Applying the ecosystem approach
It is important to effectively protect both the visible form (trees) and invisible functionality of the forest ecosystems on Changbai Mountain. This can be achieved by applying the ecosystem approach that tends to conserve all the species in an ecosystem (Walker 1995). Poaching, herb collection, and intensified recreation represent the major threats to the ecosystem approach to forest conservation on Changbai Mountain. China's forest policies cover forestry activities that range from afforestation to forest protection (Wang et al 2007). The implementation of the forest policies under the top-down forestry administrative structure (Tang et al 2009) has been demonstrated by an iron fence (Shao and Zhao 1998) and an armed patrol (Wang et al 2007). However, such forest policies have failed to control human activities such as seed harvesting and forest recreation. China's forest policies need to be improved to target not only the trees but also the processes of forest ecosystems. Ecologically sound conservation effects can be achieved if local people see an economic or political benefit through participating in ecosystem protection (Galvin and Haller 2008).

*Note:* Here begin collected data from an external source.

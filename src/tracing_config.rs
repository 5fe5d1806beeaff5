use std::{env, path::Path};

use tracing_subscriber::{EnvFilter, fmt, layer::SubscriberExt, util::SubscriberInitExt};

const LOG_FORMAT_VAR: &str = "WINDSMITH_LOG_FORMAT";

/// Initialize tracing for the application
///
/// Sets up structured logging on stderr so generated CSS written to stdout
/// stays clean. Uses RUST_LOG if set, otherwise defaults to "info".
/// Switches between pretty and JSON output based on WINDSMITH_LOG_FORMAT.
///
/// # Errors
/// Returns error if tracing subscriber initialization fails
pub fn init() -> Result<(), Box<dyn std::error::Error>> {
    let env_filter = EnvFilter::try_from_default_env().unwrap_or_else(|_| EnvFilter::new("info"));

    let registry = tracing_subscriber::registry().with(env_filter);

    match log_format().as_str() {
        "json" => {
            registry
                .with(
                    fmt::layer()
                        .json()
                        .with_target(true)
                        .with_level(true)
                        .with_writer(std::io::stderr),
                )
                .try_init()?;
        }
        _ => {
            registry
                .with(
                    fmt::layer()
                        .pretty()
                        .with_target(true)
                        .with_level(true)
                        .with_writer(std::io::stderr),
                )
                .try_init()?;
        }
    }

    Ok(())
}

/// Initialize tracing with file output
///
/// Like [`init`], but also writes logs to a daily-rotated file in `log_dir`.
///
/// # Errors
/// Returns error if file creation or tracing subscriber initialization fails
pub fn init_with_file(log_dir: &Path) -> Result<(), Box<dyn std::error::Error>> {
    const DAYS_TO_KEEP: usize = 7;
    let env_filter = EnvFilter::try_from_default_env().unwrap_or_else(|_| EnvFilter::new("info"));

    std::fs::create_dir_all(log_dir)?;
    let file_appender = tracing_appender::rolling::Builder::new()
        .rotation(tracing_appender::rolling::Rotation::DAILY)
        .max_log_files(DAYS_TO_KEEP)
        .filename_prefix("windsmith")
        .filename_suffix("log")
        .build(log_dir)?;
    let (non_blocking, guard) = tracing_appender::non_blocking(file_appender);

    let registry = tracing_subscriber::registry().with(env_filter);

    match log_format().as_str() {
        "json" => {
            registry
                .with(
                    fmt::layer()
                        .json()
                        .with_target(true)
                        .with_level(true)
                        .with_writer(std::io::stderr),
                )
                .with(
                    fmt::layer()
                        .json()
                        .with_target(true)
                        .with_level(true)
                        .with_writer(non_blocking)
                        .with_ansi(false),
                )
                .try_init()?;
        }
        _ => {
            registry
                .with(
                    fmt::layer()
                        .pretty()
                        .with_target(true)
                        .with_level(true)
                        .with_writer(std::io::stderr),
                )
                .with(
                    fmt::layer()
                        .compact()
                        .with_target(true)
                        .with_level(true)
                        .with_writer(non_blocking)
                        .with_ansi(false),
                )
                .try_init()?;
        }
    }

    // The writer must outlive every log call; the process owns it until exit.
    std::mem::forget(guard);

    Ok(())
}

fn log_format() -> String {
    env::var(LOG_FORMAT_VAR).unwrap_or_else(|_| "pretty".to_string())
}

Promoting transboundary cooperation
Any forest or wildlife habitat across national borders should be treated as a single functional entity. Forest conservation on the Chinese side alone is incomplete given the location and size of CBR. It is necessary to promote broader cooperation between the 2 nature reserves across national borders between China and DPRK. Although the 2 biosphere reserves on Changbai Mountain are next to each other, there exist different degradation processes in forests and different strategies for ecological conservation between them (Tang et al 2010). Multiscale, multidisciplinary, and multistakeholder transboundary conservation efforts need to be made between China and DPRK (Chettri et al 2007). The Chinese and international funding agencies should support cooperation projects to study the relationship between chronic human-induced environmental threats and resulting consequences at the landscape level, as well as to create opportunities for cross-border conservation actions, such as exchange visits and organizing meetings, on Changbai Mountain. The landscape and ecosystem approaches should serve as fundamental principles of transboundary conservation initiatives, and specific measures can refer to the guidelines from the International Union for Conservation of Nature (eg Sandwith et al. 2001).
The authors are grateful to Anne Zimmermann for providing constructive comments and suggestions in improving this article.